_EXERCISE DIRECTIONS_:
Give back only the lines in the records below from the one with "with no workers." to the one with "size was zero.", both inclusive, word for word.

_SUPPLIED MATERIAL_:
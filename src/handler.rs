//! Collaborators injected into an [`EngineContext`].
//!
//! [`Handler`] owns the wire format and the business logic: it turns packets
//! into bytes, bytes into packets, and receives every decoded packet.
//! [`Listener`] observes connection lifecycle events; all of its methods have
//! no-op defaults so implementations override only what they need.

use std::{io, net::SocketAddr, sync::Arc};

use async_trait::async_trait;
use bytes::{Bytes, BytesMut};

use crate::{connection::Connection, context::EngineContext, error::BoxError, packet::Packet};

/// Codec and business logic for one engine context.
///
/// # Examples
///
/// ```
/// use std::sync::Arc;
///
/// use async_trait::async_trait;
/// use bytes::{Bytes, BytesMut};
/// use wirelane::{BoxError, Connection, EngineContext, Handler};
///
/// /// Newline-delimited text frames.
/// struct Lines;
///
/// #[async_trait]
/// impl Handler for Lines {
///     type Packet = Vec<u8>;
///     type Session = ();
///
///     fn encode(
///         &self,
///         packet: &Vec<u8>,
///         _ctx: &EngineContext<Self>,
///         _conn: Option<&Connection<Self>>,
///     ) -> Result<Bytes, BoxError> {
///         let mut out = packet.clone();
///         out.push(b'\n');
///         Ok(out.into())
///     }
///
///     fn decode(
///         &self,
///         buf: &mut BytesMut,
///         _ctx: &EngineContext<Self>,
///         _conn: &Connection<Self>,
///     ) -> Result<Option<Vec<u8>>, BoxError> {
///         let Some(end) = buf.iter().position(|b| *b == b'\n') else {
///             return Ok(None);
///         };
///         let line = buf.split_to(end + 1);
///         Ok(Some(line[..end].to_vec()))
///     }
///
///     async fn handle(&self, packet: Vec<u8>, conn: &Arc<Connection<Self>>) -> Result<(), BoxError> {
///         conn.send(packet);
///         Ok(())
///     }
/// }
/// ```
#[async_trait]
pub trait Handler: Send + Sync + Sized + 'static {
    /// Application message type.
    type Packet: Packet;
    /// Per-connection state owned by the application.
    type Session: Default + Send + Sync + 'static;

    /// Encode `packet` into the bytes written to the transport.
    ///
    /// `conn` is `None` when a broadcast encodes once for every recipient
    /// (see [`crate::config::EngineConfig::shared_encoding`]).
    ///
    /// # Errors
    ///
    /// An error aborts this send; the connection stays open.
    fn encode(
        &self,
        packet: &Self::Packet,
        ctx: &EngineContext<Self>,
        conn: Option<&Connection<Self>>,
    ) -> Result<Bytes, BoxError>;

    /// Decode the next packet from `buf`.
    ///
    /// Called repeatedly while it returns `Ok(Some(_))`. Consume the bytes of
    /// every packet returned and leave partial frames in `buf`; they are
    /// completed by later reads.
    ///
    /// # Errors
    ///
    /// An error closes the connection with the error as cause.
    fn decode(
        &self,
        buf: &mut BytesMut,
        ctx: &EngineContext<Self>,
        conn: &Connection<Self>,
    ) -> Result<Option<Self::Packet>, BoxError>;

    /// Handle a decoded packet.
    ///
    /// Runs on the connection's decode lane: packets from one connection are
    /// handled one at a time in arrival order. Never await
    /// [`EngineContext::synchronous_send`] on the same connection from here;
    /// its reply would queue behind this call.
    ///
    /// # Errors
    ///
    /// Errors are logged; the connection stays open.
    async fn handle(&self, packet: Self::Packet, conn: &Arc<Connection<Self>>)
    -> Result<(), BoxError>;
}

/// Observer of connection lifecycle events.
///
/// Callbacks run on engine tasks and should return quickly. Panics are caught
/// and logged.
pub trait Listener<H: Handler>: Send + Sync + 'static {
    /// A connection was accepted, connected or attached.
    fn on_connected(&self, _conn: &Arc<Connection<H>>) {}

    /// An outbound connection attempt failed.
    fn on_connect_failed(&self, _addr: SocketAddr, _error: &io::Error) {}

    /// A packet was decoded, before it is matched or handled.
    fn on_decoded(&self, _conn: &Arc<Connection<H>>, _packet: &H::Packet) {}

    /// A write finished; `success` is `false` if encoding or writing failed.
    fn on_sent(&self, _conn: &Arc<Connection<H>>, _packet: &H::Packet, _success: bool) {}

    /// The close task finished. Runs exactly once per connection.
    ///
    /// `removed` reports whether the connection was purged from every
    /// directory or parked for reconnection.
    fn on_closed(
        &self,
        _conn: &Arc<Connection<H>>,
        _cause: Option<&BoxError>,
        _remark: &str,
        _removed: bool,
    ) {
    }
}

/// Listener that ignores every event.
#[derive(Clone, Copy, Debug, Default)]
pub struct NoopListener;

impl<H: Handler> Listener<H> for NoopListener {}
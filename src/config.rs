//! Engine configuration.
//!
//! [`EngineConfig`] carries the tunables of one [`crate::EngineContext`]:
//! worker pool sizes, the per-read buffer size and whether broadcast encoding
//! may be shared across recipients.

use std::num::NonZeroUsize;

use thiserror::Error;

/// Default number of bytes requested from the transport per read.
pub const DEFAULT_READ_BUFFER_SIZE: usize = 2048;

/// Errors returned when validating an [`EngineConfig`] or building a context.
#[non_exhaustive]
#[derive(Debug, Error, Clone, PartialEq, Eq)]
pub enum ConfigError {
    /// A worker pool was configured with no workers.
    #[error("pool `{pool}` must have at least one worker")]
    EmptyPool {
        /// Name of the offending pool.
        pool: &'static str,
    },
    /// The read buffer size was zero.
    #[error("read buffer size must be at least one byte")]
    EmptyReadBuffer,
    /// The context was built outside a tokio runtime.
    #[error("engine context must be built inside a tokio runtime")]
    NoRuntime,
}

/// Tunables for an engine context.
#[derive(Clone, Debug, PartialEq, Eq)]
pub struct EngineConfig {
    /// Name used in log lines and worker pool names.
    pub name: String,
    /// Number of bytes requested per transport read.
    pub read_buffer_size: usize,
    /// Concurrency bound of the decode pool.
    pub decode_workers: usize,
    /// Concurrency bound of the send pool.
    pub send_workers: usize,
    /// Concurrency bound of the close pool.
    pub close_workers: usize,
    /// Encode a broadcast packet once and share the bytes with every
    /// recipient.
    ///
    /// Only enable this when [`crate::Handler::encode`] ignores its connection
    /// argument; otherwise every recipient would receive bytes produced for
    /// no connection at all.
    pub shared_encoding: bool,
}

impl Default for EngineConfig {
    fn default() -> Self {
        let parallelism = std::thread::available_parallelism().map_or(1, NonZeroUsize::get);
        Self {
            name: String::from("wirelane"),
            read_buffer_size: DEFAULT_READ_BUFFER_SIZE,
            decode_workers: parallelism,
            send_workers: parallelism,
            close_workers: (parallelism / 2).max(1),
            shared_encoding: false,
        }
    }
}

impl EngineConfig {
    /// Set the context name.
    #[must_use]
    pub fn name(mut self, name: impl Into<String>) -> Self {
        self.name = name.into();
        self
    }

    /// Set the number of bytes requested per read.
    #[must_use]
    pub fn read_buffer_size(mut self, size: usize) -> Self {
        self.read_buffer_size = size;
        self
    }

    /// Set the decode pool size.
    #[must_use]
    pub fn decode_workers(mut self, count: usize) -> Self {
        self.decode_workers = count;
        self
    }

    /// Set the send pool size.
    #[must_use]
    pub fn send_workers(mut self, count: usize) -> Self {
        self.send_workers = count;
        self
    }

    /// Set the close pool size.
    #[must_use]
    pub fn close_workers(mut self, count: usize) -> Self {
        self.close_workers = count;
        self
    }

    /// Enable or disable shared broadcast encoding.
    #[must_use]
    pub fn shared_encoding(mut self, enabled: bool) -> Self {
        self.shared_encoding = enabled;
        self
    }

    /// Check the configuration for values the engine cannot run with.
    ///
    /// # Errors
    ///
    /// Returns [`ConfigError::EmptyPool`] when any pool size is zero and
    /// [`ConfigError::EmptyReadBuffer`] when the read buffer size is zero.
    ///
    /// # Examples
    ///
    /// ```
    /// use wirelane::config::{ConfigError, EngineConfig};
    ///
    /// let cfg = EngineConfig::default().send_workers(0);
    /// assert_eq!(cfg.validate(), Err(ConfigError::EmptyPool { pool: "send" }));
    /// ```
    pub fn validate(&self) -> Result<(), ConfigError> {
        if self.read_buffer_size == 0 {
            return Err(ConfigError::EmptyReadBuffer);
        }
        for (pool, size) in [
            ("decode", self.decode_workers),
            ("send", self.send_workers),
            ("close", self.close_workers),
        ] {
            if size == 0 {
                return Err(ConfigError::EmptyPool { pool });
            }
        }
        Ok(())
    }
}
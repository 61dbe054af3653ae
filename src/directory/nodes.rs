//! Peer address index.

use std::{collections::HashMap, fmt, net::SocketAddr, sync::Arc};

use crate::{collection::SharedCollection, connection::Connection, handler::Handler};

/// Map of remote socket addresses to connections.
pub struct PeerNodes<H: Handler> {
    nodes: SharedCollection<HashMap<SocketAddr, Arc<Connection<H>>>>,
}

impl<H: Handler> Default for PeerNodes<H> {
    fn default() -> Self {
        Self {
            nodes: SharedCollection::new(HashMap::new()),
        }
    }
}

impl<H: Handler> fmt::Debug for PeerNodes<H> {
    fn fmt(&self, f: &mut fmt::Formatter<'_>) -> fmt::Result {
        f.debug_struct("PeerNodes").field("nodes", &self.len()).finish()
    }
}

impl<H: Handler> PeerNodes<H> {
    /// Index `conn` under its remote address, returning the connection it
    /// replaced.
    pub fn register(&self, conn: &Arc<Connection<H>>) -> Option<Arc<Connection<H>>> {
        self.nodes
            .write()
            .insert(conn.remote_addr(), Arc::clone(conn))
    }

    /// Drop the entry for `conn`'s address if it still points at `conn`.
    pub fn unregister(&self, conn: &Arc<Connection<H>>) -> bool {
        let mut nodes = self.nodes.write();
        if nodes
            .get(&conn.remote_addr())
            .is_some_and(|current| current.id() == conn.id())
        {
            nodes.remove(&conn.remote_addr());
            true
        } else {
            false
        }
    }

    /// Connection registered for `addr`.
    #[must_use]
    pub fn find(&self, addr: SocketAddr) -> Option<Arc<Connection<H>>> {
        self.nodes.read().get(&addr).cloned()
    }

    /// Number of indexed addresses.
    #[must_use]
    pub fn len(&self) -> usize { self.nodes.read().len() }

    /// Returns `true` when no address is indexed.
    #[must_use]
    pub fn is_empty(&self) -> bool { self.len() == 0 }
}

_WRITTEN ANSWER_:
    /// A worker pool was configured with no workers.
    #[error("pool `{pool}` must have at least one worker")]
    EmptyPool {
        /// Name of the offending pool.
        pool: &'static str,
    },
    /// The read buffer size was zero.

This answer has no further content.